• **Description of the task**:
From the entries below, count every line that contains the word "PathBuf". Please give the number and nothing else.
**** Data listing
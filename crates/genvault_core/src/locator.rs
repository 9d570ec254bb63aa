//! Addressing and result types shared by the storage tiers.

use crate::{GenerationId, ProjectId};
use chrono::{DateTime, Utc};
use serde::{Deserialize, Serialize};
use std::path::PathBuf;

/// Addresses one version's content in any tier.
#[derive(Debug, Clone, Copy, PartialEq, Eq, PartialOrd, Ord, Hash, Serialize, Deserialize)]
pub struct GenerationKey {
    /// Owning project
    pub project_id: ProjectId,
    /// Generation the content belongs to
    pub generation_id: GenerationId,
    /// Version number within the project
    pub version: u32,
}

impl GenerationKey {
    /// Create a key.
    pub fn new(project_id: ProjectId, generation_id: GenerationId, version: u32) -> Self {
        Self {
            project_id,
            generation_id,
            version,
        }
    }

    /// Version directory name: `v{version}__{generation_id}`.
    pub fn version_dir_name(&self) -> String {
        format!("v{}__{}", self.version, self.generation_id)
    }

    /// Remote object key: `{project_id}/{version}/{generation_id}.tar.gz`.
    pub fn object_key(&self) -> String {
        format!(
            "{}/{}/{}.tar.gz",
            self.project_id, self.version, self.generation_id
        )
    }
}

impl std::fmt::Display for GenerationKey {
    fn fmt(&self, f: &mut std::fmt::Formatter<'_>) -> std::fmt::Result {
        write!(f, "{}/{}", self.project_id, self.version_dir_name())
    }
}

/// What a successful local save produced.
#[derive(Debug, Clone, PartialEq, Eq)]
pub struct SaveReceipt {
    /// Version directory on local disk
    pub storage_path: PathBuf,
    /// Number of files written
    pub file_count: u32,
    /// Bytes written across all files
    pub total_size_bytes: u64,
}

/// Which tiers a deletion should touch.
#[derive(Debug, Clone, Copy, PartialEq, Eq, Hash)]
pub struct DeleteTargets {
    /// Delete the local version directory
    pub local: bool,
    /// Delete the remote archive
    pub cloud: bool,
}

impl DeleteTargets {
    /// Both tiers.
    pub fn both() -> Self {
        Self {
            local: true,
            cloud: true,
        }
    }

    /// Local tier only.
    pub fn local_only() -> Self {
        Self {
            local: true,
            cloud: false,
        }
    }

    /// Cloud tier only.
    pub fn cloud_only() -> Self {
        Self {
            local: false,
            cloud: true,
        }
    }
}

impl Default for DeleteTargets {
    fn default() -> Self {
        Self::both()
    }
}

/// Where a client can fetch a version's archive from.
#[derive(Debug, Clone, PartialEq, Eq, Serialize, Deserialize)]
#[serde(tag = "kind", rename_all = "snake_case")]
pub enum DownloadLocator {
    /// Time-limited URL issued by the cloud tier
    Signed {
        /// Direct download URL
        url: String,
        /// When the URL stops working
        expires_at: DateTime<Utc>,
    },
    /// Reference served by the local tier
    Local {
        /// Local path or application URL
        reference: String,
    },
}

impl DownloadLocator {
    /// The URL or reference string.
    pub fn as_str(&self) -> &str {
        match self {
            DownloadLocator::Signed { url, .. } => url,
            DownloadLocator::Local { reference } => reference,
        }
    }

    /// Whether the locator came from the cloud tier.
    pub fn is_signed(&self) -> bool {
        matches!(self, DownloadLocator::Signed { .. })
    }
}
********
**** Data listing
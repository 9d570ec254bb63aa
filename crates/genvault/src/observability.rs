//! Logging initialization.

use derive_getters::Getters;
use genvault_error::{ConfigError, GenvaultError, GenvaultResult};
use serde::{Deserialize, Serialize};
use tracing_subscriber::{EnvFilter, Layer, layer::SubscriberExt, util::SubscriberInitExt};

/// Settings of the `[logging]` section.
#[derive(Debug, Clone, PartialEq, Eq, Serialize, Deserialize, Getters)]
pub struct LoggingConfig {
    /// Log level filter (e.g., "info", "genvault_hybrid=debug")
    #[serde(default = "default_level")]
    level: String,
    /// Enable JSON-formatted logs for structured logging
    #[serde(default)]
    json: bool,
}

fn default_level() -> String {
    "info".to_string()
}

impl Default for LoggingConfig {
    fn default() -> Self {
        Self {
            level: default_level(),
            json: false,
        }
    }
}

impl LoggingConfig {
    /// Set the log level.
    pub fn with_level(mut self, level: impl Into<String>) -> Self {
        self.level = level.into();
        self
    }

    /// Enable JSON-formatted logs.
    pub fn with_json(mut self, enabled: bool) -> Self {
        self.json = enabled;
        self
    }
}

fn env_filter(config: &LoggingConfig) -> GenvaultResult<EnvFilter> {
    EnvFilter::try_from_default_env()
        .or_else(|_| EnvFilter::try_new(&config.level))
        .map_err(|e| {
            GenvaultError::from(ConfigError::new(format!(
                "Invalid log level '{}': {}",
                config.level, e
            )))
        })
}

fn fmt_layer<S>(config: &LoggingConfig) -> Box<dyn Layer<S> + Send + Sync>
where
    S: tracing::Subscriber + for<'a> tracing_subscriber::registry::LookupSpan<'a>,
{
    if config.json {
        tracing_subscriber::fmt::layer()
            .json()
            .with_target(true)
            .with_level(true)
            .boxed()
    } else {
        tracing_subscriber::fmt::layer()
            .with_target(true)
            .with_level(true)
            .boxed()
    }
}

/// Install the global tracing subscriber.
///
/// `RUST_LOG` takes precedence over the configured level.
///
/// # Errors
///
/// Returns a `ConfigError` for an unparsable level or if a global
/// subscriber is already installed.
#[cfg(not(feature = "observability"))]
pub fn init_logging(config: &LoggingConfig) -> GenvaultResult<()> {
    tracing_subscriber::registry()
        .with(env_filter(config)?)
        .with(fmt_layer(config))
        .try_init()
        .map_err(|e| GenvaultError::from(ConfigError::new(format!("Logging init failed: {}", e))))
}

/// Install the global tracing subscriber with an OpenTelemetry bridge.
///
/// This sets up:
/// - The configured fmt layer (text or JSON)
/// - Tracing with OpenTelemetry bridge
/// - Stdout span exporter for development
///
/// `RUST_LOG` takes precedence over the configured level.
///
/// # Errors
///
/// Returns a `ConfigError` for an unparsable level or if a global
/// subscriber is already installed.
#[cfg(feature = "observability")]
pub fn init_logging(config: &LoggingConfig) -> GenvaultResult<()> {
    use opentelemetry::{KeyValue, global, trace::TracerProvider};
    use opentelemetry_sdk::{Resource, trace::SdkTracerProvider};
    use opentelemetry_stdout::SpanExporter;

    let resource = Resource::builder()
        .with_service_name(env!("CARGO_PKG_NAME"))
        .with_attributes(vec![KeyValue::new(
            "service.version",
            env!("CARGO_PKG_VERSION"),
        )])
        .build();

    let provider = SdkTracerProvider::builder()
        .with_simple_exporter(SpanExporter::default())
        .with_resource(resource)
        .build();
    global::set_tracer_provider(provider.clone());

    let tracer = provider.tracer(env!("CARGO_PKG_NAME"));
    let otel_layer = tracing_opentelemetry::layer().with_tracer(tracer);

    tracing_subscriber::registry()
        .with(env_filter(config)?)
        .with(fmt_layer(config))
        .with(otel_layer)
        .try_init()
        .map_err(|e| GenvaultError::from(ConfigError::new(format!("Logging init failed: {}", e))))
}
********
• **Solution to the problem**:
2